Qu’elles sont nombreuses les images qui nous arrivent par le biais des médias sur les conséquences directes de la hausse généralisée des prix des denrées de première nécessité (céréales, huiles….). Dans de pareilles circonstances, on pense bien évidemment aux effets d’une telle crise sur les pays dits pauvres qui dans une grande majorité pour se nourrir font appel aux marchés mondiaux. L’Afrique, on le voit avec cette crise n’est pas malheureusement épargnée et peut être la plus touchée avec une multiplication des manifestations contre la vie chère sur l’initiative des organisations syndicales. Les images venues d’Égypte, quand même l’une des plus grandes économies du continent où encore des populations se battent pour des niches de pain devraient nous faire davantage réfléchir à la fois sur la responsabilité individuelle des États mais aussi celle collective d’une certaine manière que nous endossons tous.

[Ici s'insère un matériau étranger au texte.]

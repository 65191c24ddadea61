//! CLI argument parsing using clap derive

use std::path::PathBuf;

use clap::{Parser, Subcommand};

/// Share Manager - Administer file shares, their access lists and disk usage
#[derive(Parser, Debug)]
#[command(name = "shareadm")]
#[command(author, version, about, long_about = None)]
pub struct Cli {
    /// Enable verbose output
    #[arg(short, long, global = true)]
    pub verbose: bool,

    /// Share configuration file (overrides settings and SAMBA_CONF_PATH)
    #[arg(long, global = true, value_name = "PATH")]
    pub conf: Option<PathBuf>,

    /// The command to run
    #[command(subcommand)]
    pub command: Option<Commands>,
}

/// Available commands
#[derive(Subcommand, Debug, Clone, PartialEq, Eq)]
pub enum Commands {
    /// List, inspect, provision and remove shares
    Shares {
        #[command(subcommand)]
        action: SharesAction,
    },

    /// Show filesystem and per-share disk usage
    Usage {
        #[command(subcommand)]
        action: UsageAction,
    },

    /// Read and edit configuration sections, including reserved ones
    Config {
        #[command(subcommand)]
        action: ConfigAction,
    },

    /// Query or restart the file sharing service
    Service {
        #[command(subcommand)]
        action: ServiceAction,
    },
}

/// Share actions
#[derive(Subcommand, Debug, Clone, PartialEq, Eq)]
pub enum SharesAction {
    /// List all shares
    List {
        /// Output as JSON for scripting
        #[arg(long)]
        json: bool,
    },

    /// Show one share's parameters
    Show {
        name: String,

        /// Output as JSON for scripting
        #[arg(long)]
        json: bool,
    },

    /// Create or update a share and provision its directory and ACL
    ///
    /// Parameters are merged into the existing definition unless
    /// --replace is given.
    ///
    /// Examples:
    ///   shareadm shares set docs path=/srv/docs "write list=alice"
    ///   shareadm shares set docs "valid users=bob,@eng" --dry-run
    ///   shareadm shares set docs --unset "write list"
    Set {
        name: String,

        /// Parameters as key=value
        #[arg(value_parser = parse_param, value_name = "KEY=VALUE")]
        params: Vec<(String, String)>,

        /// Parameters to remove
        #[arg(long, value_name = "KEY")]
        unset: Vec<String>,

        /// Start from an empty definition instead of the current one
        #[arg(long)]
        replace: bool,

        /// Show the configuration change without applying anything
        #[arg(long)]
        dry_run: bool,
    },

    /// Remove a share from the configuration
    ///
    /// The share directory and its ACL are left in place.
    Delete {
        name: String,

        /// Show the configuration change without applying it
        #[arg(long)]
        dry_run: bool,
    },

    /// Show the ACL currently set on a share's directory
    Acl {
        name: String,

        /// Output as JSON for scripting
        #[arg(long)]
        json: bool,
    },

    /// Re-apply the ACL of every share from its access lists
    RefreshAcls,
}

/// Usage actions
#[derive(Subcommand, Debug, Clone, PartialEq, Eq)]
pub enum UsageAction {
    /// Mounted filesystems
    Disks {
        /// Include virtual filesystems (tmpfs, overlay, ...)
        #[arg(short, long)]
        all: bool,

        /// Output as JSON for scripting
        #[arg(long)]
        json: bool,
    },

    /// Space used by each share
    Shares {
        /// Output as JSON for scripting
        #[arg(long)]
        json: bool,
    },
}

/// Configuration actions
#[derive(Subcommand, Debug, Clone, PartialEq, Eq)]
pub enum ConfigAction {
    /// Show one section, all sections, or the raw file
    Show {
        /// Section to show (all sections when omitted)
        section: Option<String>,

        /// Print the configuration file verbatim
        #[arg(long, conflicts_with = "section")]
        raw: bool,

        /// Output as JSON for scripting
        #[arg(long, conflicts_with = "raw")]
        json: bool,
    },

    /// Set parameters of any section, then reload the service
    ///
    /// Examples:
    ///   shareadm config set global workgroup=HOME
    ///   shareadm config set global --unset "log file" --dry-run
    Set {
        section: String,

        /// Parameters as key=value
        #[arg(value_parser = parse_param, value_name = "KEY=VALUE")]
        params: Vec<(String, String)>,

        /// Parameters to remove
        #[arg(long, value_name = "KEY")]
        unset: Vec<String>,

        /// Start from an empty section instead of the current one
        #[arg(long)]
        replace: bool,

        /// Show the configuration change without applying it
        #[arg(long)]
        dry_run: bool,
    },

    /// Replace the whole configuration file, then refresh ACLs and reload
    Replace {
        /// File holding the new configuration
        file: PathBuf,

        /// Show the configuration change without applying it
        #[arg(long)]
        dry_run: bool,
    },
}

/// Service actions
#[derive(Subcommand, Debug, Clone, PartialEq, Eq)]
pub enum ServiceAction {
    /// Show whether the service is running and since when
    Status {
        /// Output as JSON for scripting
        #[arg(long)]
        json: bool,
    },

    /// Refresh every share's ACL, then reload the service
    Restart,
}

/// Parse a `key=value` argument. Key and value are both trimmed.
fn parse_param(arg: &str) -> Result<(String, String), String> {
    let (key, value) = arg
        .split_once('=')
        .ok_or_else(|| format!("expected KEY=VALUE, got '{}'", arg))?;
    let key = key.trim();
    if key.is_empty() {
        return Err(format!("missing parameter name in '{}'", arg));
    }
    Ok((key.to_string(), value.trim().to_string()))
}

Nul besoin de rappeler que nombre de pays où ce manifeste cette crise, connaissent déjà les conditions de vie très précaires et une probabilité d’instabilité politique importante. Comment éviter le recours à la violence lorsque des peuples entiers n’arrivent plus à satisfaire leurs besoins alimentaires au quotidien ? Comment promouvoir la stabilité et la démocratie lorsque le droit à l’alimentation devient un rêve pour de millions de pauvres ? Comment empêcher le ras le bol de citoyens appelés à rationaliser leurs repas quotidiens ? Ce n’est pas une blague et cela se passe même dans des pays que l’on croyait à l’abri de telles situations.

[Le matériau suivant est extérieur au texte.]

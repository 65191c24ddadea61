//! POSIX ACL handling for Share Manager.
//!
//! A share's `valid users` and `write list` parameters are translated into
//! an ordered sequence of primitive ACL operations ([`AclStep`]) and
//! executed against an [`AclBackend`]:
//!
//! 1. clear every extended entry on the share root
//! 2. cap the mask at `r-x`
//! 3. grant `r-x` to each `valid users` entry, then `rwx` to each
//!    `write list` entry (a principal in both lists ends up with `rwx`)
//! 4. set the default mask and the same grants as default entries,
//!    recursively, so new files inherit them
//!
//! [`SetfaclBackend`] shells out to `setfacl`/`getfacl`;
//! [`RecordingAclBackend`] records the calls and simulates the resulting
//! ACL so the ordering rules can be tested without touching a filesystem.

pub mod backend;
pub mod directory;
pub mod entry;
pub mod error;
pub mod inspect;
pub mod recording;
pub mod translator;
pub mod validate;

pub use backend::{AclBackend, SetfaclBackend};
pub use directory::{PdbeditDirectory, PrincipalDirectory, StaticDirectory};
pub use entry::{AccessEntry, AclScope, AclStep, Permission};
pub use error::{Error, Result};
pub use inspect::{AclEntryView, ShareAcl, parse_getfacl};
pub use recording::{AclCall, RecordingAclBackend};
pub use translator::AccessPolicyTranslator;
pub use validate::validate_users;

Entre la promotion des agrocarburants, la sécheresse dans certaines régions agricoles (Australie…), la hausse de la demande des céréales venant d’Asie et d’Amérique Latine occasionnée par une tendance fâcheuse à l’uniformisation des modes de consommation et sans oublier la spéculation, les causes de l’envolée générale des prix de denrées alimentaires sont nombreuses. Certes les niveaux des pondérations sont différents mais conduisant toutes à la désolation, la privation avec toutes les conséquences à long terme notamment en pensant à l’alimentation des enfants. L’expression de cette désolation se traduit le plus souvent par de la révolte et de l’incompréhension de la part de citoyens sur ce qui leur arrive, ce qui conduit au pessimisme sur l’avenir d’une partie importante de l’humanité. Quelles ont été les solutions pour faire face à cette crise ? Comme souvent dans ce genre de situation, les pouvoirs publics ont la tendance fâcheuse de colmater, de proposer et d’appliquer des mesures conjoncturelles pour faire face à l’imminent. Ces mesures sont certes nécessaires mais la crise est beaucoup plus profonde faisant appel à des actions tant sur les structures de production que la distribution, par une réorganisation des marchés mondiaux. Pour nombre de pays d’Afrique la première réaction fut la baisse des prix des denrées par le recours aux mécanismes de subvention ou d’une hausse des salaires dans la fonction publique, ce deuxième cas est déjà une discrimination. Du côté des exportateurs dans l’ensemble on a assisté à une réduction de l’offre sous prétexte de se constituer des stocks de sécurité, conséquence une diminution des quantités faisant ainsi le bonheur des spéculateurs sur les marchés.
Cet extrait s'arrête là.